DFT-aided experimental investigation on the electrochemical performance of hetero-interface-functionalized CuO nanoparticle-decorated MoS2 nanoflowers for energy storage applications†
Abstract
The present study employed a simple hydrothermal approach to synthesize CuO nanoparticle-decorated MoS2 nanoflowers (MoS2/CuO). The effect of the concentration of CuO(0, 1, 2 wt%, 4, and 6 wt%) on the surface morphological, structural, optical, and electrochemical properties of the composite nanomaterials was studied. Surface imaging reveals the 3D nanoflower morphology of MoS2 and MoS2/CuO nanocomposites. The structural analysis showed a change in the structural parameters due to the incorporation of CuO. Due to the incorporation of CuO, it was determined that the optical band gap of nanocomposites dropped from 1.43 eV to 1.08 eV. The electrochemical performance of the composites was found to be significantly improved due to the decoration of CuO, and the composition with 4 wt% CuO showed the best electrochemical performance possessing a specific capacitance of 336 F g−1 together with 90% capacitive retention after 6000 charge/discharge cycles. The electrochemical performance of the nanocomposite is enhanced by several factors, such as a large surface area, improved structural stability, and minimal charge transfer resistance.
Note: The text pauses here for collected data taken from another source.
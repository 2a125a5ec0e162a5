//! Daemon runtime: local event ingestion, remote polling, the periodic merge
//! and the control socket.

mod error;
pub mod events;
pub mod paths;
pub mod protocol;
mod runtime;

pub use error::DaemonError;
pub use protocol::{
    request_status, request_stop, request_sync, send_request, DaemonRequest, DaemonResponse,
};
pub use runtime::{init_tracing, open_backend, run, start_blocking, Engine};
Density functional theory was used to theoretically understand the influence of CuO nanoparticles on the electronic and optical properties, as well as the electrochemical performance of the nanocomposite. Theoretical calculations showed that CuO prevents the restacking of MoS2 layers, increasing its active surface area. Hybridization in the interface region between Mo and O orbitals increases states near the Fermi level, leading to higher conductivity, specific capacitance, and a lower optical band gap. The charge transfer from MoS2 to CuO creates a strong intrinsic electric field that improves electron transfer, resulting in longer charging and discharging times and enhanced electrochemical performance.